TASK INSTRUCTIONS: Give back exactly the lines of the entries below from the line with "result.push_str(db_error.message());" to the line with "and another arrives.", inclusive, and only those.

RECORDS:

BEGIN

//! Helpers shared by the sqlx-backed clients.

use crate::error::{ParityError, Result};
use std::future::Future;
use std::time::Duration;
use tracing::{debug, warn};

/// Maximum number of connection retry attempts.
const MAX_RETRY_ATTEMPTS: u32 = 3;

/// Base delay between retry attempts (doubles each retry).
const RETRY_BASE_DELAY_MS: u64 = 500;

/// How long a caller waits for a pooled connection.
pub(crate) const ACQUIRE_TIMEOUT: Duration = Duration::from_secs(10);

/// Runs `attempt` until it succeeds, retrying transient connection errors
/// with exponential backoff.
pub(crate) async fn connect_with_retry<T, F, Fut>(target: &str, mut attempt: F) -> Result<T>
where
    F: FnMut() -> Fut,
    Fut: Future<Output = std::result::Result<T, sqlx::Error>>,
{
    let mut delay = Duration::from_millis(RETRY_BASE_DELAY_MS);
    let mut n = 1;

    loop {
        debug!("Connection attempt {} of {} to {}", n, MAX_RETRY_ATTEMPTS, target);

        match attempt().await {
            Ok(pool) => {
                debug!("Connected to {}", target);
                return Ok(pool);
            }
            Err(e) if n < MAX_RETRY_ATTEMPTS && is_transient_error(&e) => {
                warn!(
                    "Connection attempt {} to {} failed (transient error), retrying in {:?}",
                    n, target, delay
                );
                tokio::time::sleep(delay).await;
                delay *= 2; // Exponential backoff
                n += 1;
            }
            Err(e) => return Err(ParityError::connection(format!("{target}: {e}"))),
        }
    }
}

/// Determines if an error is transient and worth retrying.
pub(crate) fn is_transient_error(error: &sqlx::Error) -> bool {
    if matches!(error, sqlx::Error::PoolTimedOut) {
        return true;
    }

    let error_str = error.to_string().to_lowercase();

    // Authentication and database-not-found errors are not transient
    if error_str.contains("authentication failed")
        || error_str.contains("access denied")
        || error_str.contains("does not exist")
    {
        return false;
    }

    error_str.contains("connection refused")
        || error_str.contains("timed out")
        || error_str.contains("temporarily unavailable")
        || error_str.contains("connection reset")
        || error_str.contains("broken pipe")
}

/// Maps an sqlx error raised while running a statement.
///
/// Errors that mean the handle itself is unusable become `Connection`
/// errors; everything else is a `Query` error.
pub(crate) fn map_execution_error(error: sqlx::Error) -> ParityError {
    match error {
        sqlx::Error::Io(_)
        | sqlx::Error::Tls(_)
        | sqlx::Error::Protocol(_)
        | sqlx::Error::PoolTimedOut
        | sqlx::Error::PoolClosed
        | sqlx::Error::WorkerCrashed => ParityError::connection(error.to_string()),
        other => ParityError::query(format_query_error(other)),
    }
}

/// Formats a query error with the database's detail and hint if available.
fn format_query_error(error: sqlx::Error) -> String {
    let Some(db_error) = error.as_database_error() else {
        return error.to_string();
    };

    let mut result = String::from("ERROR: ");
    result.push_str(db_error.message());

    if let Some(code) = db_error.code() {
        result.push_str(" (");
        result.push_str(&code);
        result.push(')');
    }

    if let Some(pg_error) = db_error.try_downcast_ref::<sqlx::postgres::PgDatabaseError>() {
        if let Some(detail) = pg_error.detail() {
            result.push_str("\n  DETAIL: ");
            result.push_str(detail);
        }
        if let Some(hint) = pg_error.hint() {
            result.push_str("\n  HINT: ");
            result.push_str(hint);
        }
    }

    result
}

/// Fails once a read has materialized `max_rows` rows and another arrives.
pub(crate) fn check_capacity(buffered: usize, max_rows: Option<usize>) -> Result<()> {
    match max_rows {
        Some(limit) if buffered >= limit => Err(ParityError::query(format!(
            "Result exceeds the configured capacity of {limit} rows"
        ))),
        _ => Ok(()),
    }
}

#[cfg(test)]
mod tests {
    use super::*;

    #[test]
    fn test_pool_timeout_is_transient() {
        assert!(is_transient_error(&sqlx::Error::PoolTimedOut));
    }

    #[test]
    fn test_row_not_found_is_not_transient() {
        assert!(!is_transient_error(&sqlx::Error::RowNotFound));
    }

    #[test]
    fn test_connection_level_errors_map_to_connection() {
        assert!(map_execution_error(sqlx::Error::PoolClosed).is_connection());
        assert!(map_execution_error(sqlx::Error::PoolTimedOut).is_connection());
        let io = std::io::Error::new(std::io::ErrorKind::ConnectionReset, "reset");
        assert!(map_execution_error(sqlx::Error::Io(io)).is_connection());
    }

    #[test]
    fn test_other_errors_map_to_query() {
        let err = map_execution_error(sqlx::Error::RowNotFound);
        assert!(matches!(err, ParityError::Query(_)));
    }

    #[test]
    fn test_check_capacity() {
        assert!(check_capacity(1_000_000, None).is_ok());
        assert!(check_capacity(9, Some(10)).is_ok());
        let err = check_capacity(10, Some(10)).unwrap_err();
        assert!(err.to_string().contains("capacity of 10 rows"));
    }

    #[tokio::test]
    async fn test_connect_with_retry_gives_up_on_permanent_error() {
        let mut calls = 0;
        let result: Result<()> = connect_with_retry("test", || {
            calls += 1;
            async { Err(sqlx::Error::RowNotFound) }
        })
        .await;

        assert!(result.unwrap_err().is_connection());
        assert_eq!(calls, 1);
    }
}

END

SOLUTION TO THIS PROBLEM:
    result.push_str(db_error.message());

    if let Some(code) = db_error.code() {
        result.push_str(" (");
        result.push_str(&code);
        result.push(')');
    }

    if let Some(pg_error) = db_error.try_downcast_ref::<sqlx::postgres::PgDatabaseError>() {
        if let Some(detail) = pg_error.detail() {
            result.push_str("\n  DETAIL: ");
            result.push_str(detail);
        }
        if let Some(hint) = pg_error.hint() {
            result.push_str("\n  HINT: ");
            result.push_str(hint);
        }
    }

    result
}

/// Fails once a read has materialized `max_rows` rows and another arrives.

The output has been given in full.